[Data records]
======

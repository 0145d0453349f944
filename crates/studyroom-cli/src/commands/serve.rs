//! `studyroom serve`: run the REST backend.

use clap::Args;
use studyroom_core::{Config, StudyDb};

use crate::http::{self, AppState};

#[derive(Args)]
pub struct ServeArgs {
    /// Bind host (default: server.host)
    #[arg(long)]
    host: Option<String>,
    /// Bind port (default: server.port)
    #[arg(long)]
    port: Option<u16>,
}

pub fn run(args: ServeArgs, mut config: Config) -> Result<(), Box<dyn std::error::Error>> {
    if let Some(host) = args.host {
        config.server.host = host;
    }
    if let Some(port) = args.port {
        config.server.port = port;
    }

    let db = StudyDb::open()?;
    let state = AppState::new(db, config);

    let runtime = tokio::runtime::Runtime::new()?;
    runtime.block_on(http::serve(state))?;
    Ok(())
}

======

TASK DIRECTIONS: Give back each line above exactly as written.

PROBLEM SOLUTION:
repository 0145d0453349f944
filename crates/studyroom-cli/src/commands/serve.rs
//! `studyroom serve`: run the REST backend.

use clap::Args;
use studyroom_core::{Config, StudyDb};

use crate::http::{self, AppState};

#[derive(Args)]
pub struct ServeArgs {
    /// Bind host (default: server.host)
    #[arg(long)]
    host: Option<String>,
    /// Bind port (default: server.port)
    #[arg(long)]
    port: Option<u16>,
}

pub fn run(args: ServeArgs, mut config: Config) -> Result<(), Box<dyn std::error::Error>> {
    if let Some(host) = args.host {
        config.server.host = host;
    }
    if let Some(port) = args.port {
        config.server.port = port;
    }

    let db = StudyDb::open()?;
    let state = AppState::new(db, config);

    let runtime = tokio::runtime::Runtime::new()?;
    runtime.block_on(http::serve(state))?;
    Ok(())
}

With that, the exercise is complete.